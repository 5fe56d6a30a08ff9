//! The fetch, preprocess, parse and create loop shared by all channels.

use std::fmt::Debug;

use async_trait::async_trait;
use regex::Regex;
use rustc_hash::FxHashMap;
use serde_json::Value;
use tracing::{debug, trace, warn};

use super::error::ChannelError;
use super::parser_data::{Parser, ParserTable};
use super::site_channel::ChannelBase;
use crate::media::{ContentType, MediaItem};

/// Url of main list folders that ask the user for a search term.
pub const SEARCH_SITE_URL: &str = "searchSite";

/// Data loaded for a listing, as handed from step to step.
#[derive(Debug, Clone, PartialEq)]
pub enum Payload {
    Text(String),
    Json(Value),
}

impl Payload {
    pub fn empty() -> Self {
        Payload::Text(String::new())
    }

    pub fn as_text(&self) -> &str {
        match self {
            Payload::Text(text) => text,
            Payload::Json(_) => "",
        }
    }

    /// Converts a text payload into JSON. An empty text becomes `null`.
    pub fn into_json(self) -> Result<Self, ChannelError> {
        match self {
            Payload::Text(text) if text.trim().is_empty() => Ok(Payload::Json(Value::Null)),
            Payload::Text(text) => Ok(Payload::Json(serde_json::from_str(&text)?)),
            json => Ok(json),
        }
    }

    pub fn as_json(&self) -> Option<&Value> {
        match self {
            Payload::Json(value) => Some(value),
            Payload::Text(_) => None,
        }
    }
}

/// One regex match: positional groups (group 1 at index 0) and named groups.
#[derive(Debug, Clone, Default, PartialEq)]
pub struct RegexRecord {
    pub groups: Vec<Option<String>>,
    pub named: FxHashMap<String, String>,
}

impl RegexRecord {
    pub fn get(&self, index: usize) -> Option<&str> {
        self.groups.get(index).and_then(|g| g.as_deref())
    }

    pub fn named(&self, name: &str) -> Option<&str> {
        self.named.get(name).map(String::as_str)
    }
}

#[derive(Debug, Clone, PartialEq)]
pub enum Record {
    Json(Value),
    Regex(RegexRecord),
}

/// State of one listing request.
#[derive(Debug)]
pub struct ListingContext<'a, S> {
    pub parent: Option<&'a MediaItem>,
    pub state: S,
}

impl<'a, S: Default> ListingContext<'a, S> {
    pub fn new(parent: Option<&'a MediaItem>) -> Self {
        Self {
            parent,
            state: S::default(),
        }
    }
}

/// Binds a channel's handler values to the code they stand for.
#[async_trait]
pub trait ChannelHandlers: Send + Sync {
    type Handler: Copy + Debug + Send + Sync;
    /// Per-listing state, created fresh for every listing.
    type State: Default + Send + Sync;

    fn channel_base(&self) -> &ChannelBase;

    fn parsers(&self) -> &ParserTable<Self::Handler>;

    fn main_list_uri(&self) -> &str;

    async fn preprocess(
        &self,
        handler: Self::Handler,
        data: Payload,
        ctx: &mut ListingContext<'_, Self::State>,
    ) -> Result<(Payload, Vec<MediaItem>), ChannelError>;

    fn create(
        &self,
        handler: Self::Handler,
        record: Record,
        ctx: &ListingContext<'_, Self::State>,
    ) -> Option<MediaItem>;

    async fn update(
        &self,
        handler: Self::Handler,
        item: MediaItem,
    ) -> Result<MediaItem, ChannelError>;
}

pub fn regex_records(regex: &Regex, text: &str) -> Vec<RegexRecord> {
    let names: Vec<&str> = regex.capture_names().flatten().collect();
    regex
        .captures_iter(text)
        .map(|caps| RegexRecord {
            groups: (1..caps.len())
                .map(|i| caps.get(i).map(|m| m.as_str().to_string()))
                .collect(),
            named: names
                .iter()
                .filter_map(|name| {
                    caps.name(name)
                        .map(|m| (name.to_string(), m.as_str().to_string()))
                })
                .collect(),
        })
        .collect()
}

/// Lists `parent` (or the channel's main list) through the parser table.
pub async fn process_folder_list<C>(
    channel: &C,
    parent: Option<&MediaItem>,
) -> Result<Vec<MediaItem>, ChannelError>
where
    C: ChannelHandlers + ?Sized,
{
    if let Some(parent) = parent {
        if !parent.items.is_empty() {
            debug!("Using {} pre-populated items of {}", parent.items.len(), parent.name);
            return Ok(parent.items.clone());
        }
    }

    let url = parent
        .map(|p| p.url.as_str())
        .unwrap_or_else(|| channel.main_list_uri());

    let entries = channel.parsers().entries_for_listing(url);
    if entries.is_empty() {
        warn!("No parsers registered for {}", url);
        return Ok(vec![]);
    }
    debug!(
        "Processing {} with parsers: {}",
        url,
        entries.iter().map(|e| e.label()).collect::<Vec<_>>().join(", ")
    );

    let mut data = if url.starts_with('#') {
        Payload::empty()
    } else {
        Payload::Text(channel.channel_base().get_text(url).await?)
    };

    let mut ctx = ListingContext::<C::State>::new(parent);
    let mut items = vec![];

    for entry in &entries {
        if let Some(handler) = entry.preprocessor {
            trace!("Running preprocessor {:?}", handler);
            let (new_data, mut new_items) = channel.preprocess(handler, data, &mut ctx).await?;
            data = new_data;
            items.append(&mut new_items);
        }
    }

    for entry in &entries {
        let (Some(parser), Some(creator)) = (&entry.parser, entry.creator) else {
            continue;
        };

        if entry.json {
            data = data.into_json()?;
        }

        let records: Vec<Record> = match parser {
            Parser::Json(path) => match data.as_json() {
                Some(json) => path.records(json).into_iter().map(Record::Json).collect(),
                None => {
                    warn!("Parser {} expects JSON data", entry.label());
                    vec![]
                }
            },
            Parser::Regex(regex) => regex_records(regex, data.as_text())
                .into_iter()
                .map(Record::Regex)
                .collect(),
        };
        debug!("Parser {} found {} records", entry.label(), records.len());

        items.extend(
            records
                .into_iter()
                .filter_map(|record| channel.create(creator, record, &ctx)),
        );
    }

    Ok(items)
}

/// Sends `item` through the updater registered for its url.
pub async fn process_video_item<C>(channel: &C, item: MediaItem) -> Result<MediaItem, ChannelError>
where
    C: ChannelHandlers + ?Sized,
{
    let handler = channel
        .parsers()
        .updater_for(&item.url)
        .and_then(|entry| entry.updater);

    match handler {
        Some(handler) => {
            debug!("Updating {} ({}) with {:?}", item.name, item.url, handler);
            let mut item = channel.update(handler, item).await?;
            // only playable items count as complete
            if item.complete && !item.has_streams() {
                warn!("No streams found for {}", item.name);
                item.complete = false;
            }
            Ok(item)
        }
        None => {
            warn!("No updater found for {}", item.url);
            Ok(item)
        }
    }
}

/// Lists the results of a search url template with a `%s` placeholder.
pub async fn search_with_template<C>(
    channel: &C,
    template: &str,
    needle: &str,
) -> Result<Vec<MediaItem>, ChannelError>
where
    C: ChannelHandlers + ?Sized,
{
    let url = template.replace("%s", &urlencoding::encode(needle));
    let search = MediaItem::folder(format!("Search: {needle}"), url, ContentType::Videos);
    process_folder_list(channel, Some(&search)).await
}
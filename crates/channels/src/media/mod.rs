pub mod formats;
pub mod media_item;
pub mod stream_info;

pub use formats::{ContentType, MediaType, StreamFormat};
pub use media_item::MediaItem;
pub use stream_info::{MediaStream, Subtitle};
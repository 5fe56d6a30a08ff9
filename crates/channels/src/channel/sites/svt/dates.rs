//! Date handling of the SVT apis.
//!
//! Values ending in `Z` are UTC and shown in Swedish local time. Anything
//! else already is local time, possibly followed by an offset that is
//! dropped.

use chrono::{NaiveDateTime, TimeZone, Utc};
use chrono_tz::Europe::Stockholm;

use crate::channel::error::ChannelError;

const DATE_FORMAT: &str = "%Y-%m-%dT%H:%M:%S";

fn strip_fraction(value: &str) -> &str {
    value.split('.').next().unwrap_or(value)
}

fn parse_naive(value: &str, format: &str) -> Result<NaiveDateTime, ChannelError> {
    NaiveDateTime::parse_from_str(value, format)
        .map_err(|e| ChannelError::ValidationError(format!("invalid date '{value}': {e}")))
}

fn is_utc(value: &str) -> bool {
    value.ends_with('Z') || value.ends_with('z')
}

/// Parses a UTC timestamp (with or without `Z` suffix) into Stockholm local time.
pub fn utc_to_local(value: &str) -> Result<NaiveDateTime, ChannelError> {
    let trimmed = value.trim_end_matches(['Z', 'z']);
    let utc = parse_naive(strip_fraction(trimmed), DATE_FORMAT)?;
    Ok(Utc
        .from_utc_datetime(&utc)
        .with_timezone(&Stockholm)
        .naive_local())
}

/// Parses a local timestamp, ignoring fractional seconds and a `+hh:mm` offset.
pub fn parse_local(value: &str) -> Result<NaiveDateTime, ChannelError> {
    let without_offset = value.split('+').next().unwrap_or(value);
    parse_naive(strip_fraction(without_offset), DATE_FORMAT)
}

/// Parses any api timestamp into Stockholm local time.
pub fn parse_api_date(value: &str) -> Result<NaiveDateTime, ChannelError> {
    if is_utc(value) {
        utc_to_local(value)
    } else {
        parse_local(value)
    }
}

/// Parses a `validTo` value. Far-future placeholder dates (fifty years or
/// more after `current_year`) mean "does not expire" and yield `None`.
pub fn parse_expire_date(
    value: &str,
    current_year: i32,
) -> Result<Option<NaiveDateTime>, ChannelError> {
    if is_utc(value) {
        return utc_to_local(value).map(Some);
    }

    let local = value.split('+').next().unwrap_or(value).replace('T', " ");
    let year = local.split('-').next().unwrap_or_default();
    let year_value = year
        .parse::<i32>()
        .map_err(|_| ChannelError::ValidationError(format!("invalid year in '{value}'")))?;

    if year.len() != 4 || year_value >= current_year + 50 {
        return Ok(None);
    }

    parse_naive(strip_fraction(&local), "%Y-%m-%d %H:%M:%S").map(Some)
}

#[cfg(test)]
mod tests {
    use super::*;

    #[test]
    fn test_utc_summer_and_winter_offsets() {
        // CEST is UTC+2, CET is UTC+1
        assert_eq!(
            parse_api_date("2021-06-01T18:00:00Z").unwrap().to_string(),
            "2021-06-01 20:00:00"
        );
        assert_eq!(
            parse_api_date("2021-01-15T23:30:00.000Z").unwrap().to_string(),
            "2021-01-16 00:30:00"
        );
    }

    #[test]
    fn test_local_with_offset() {
        assert_eq!(
            parse_api_date("2021-06-01T18:00:00+02:00").unwrap().to_string(),
            "2021-06-01 18:00:00"
        );
        assert!(parse_api_date("yesterday").is_err());
    }

    #[test]
    fn test_expire_date() {
        assert_eq!(
            parse_expire_date("2022-03-31T23:59:00+02:00", 2021)
                .unwrap()
                .map(|d| d.to_string()),
            Some("2022-03-31 23:59:00".to_string())
        );
        assert_eq!(parse_expire_date("9999-12-31T00:00:00", 2021).unwrap(), None);
        assert_eq!(
            parse_expire_date("2022-03-31T21:59:00z", 2021)
                .unwrap()
                .map(|d| d.to_string()),
            Some("2022-03-31 23:59:00".to_string())
        );
        assert!(parse_expire_date("soon", 2021).is_err());
    }
}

- - -

→ **Try it**: If a line of the listing above holds the string "registered", copy it.

→ **Task result**:
        warn!("No parsers registered for {}", url);
/// Sends `item` through the updater registered for its url.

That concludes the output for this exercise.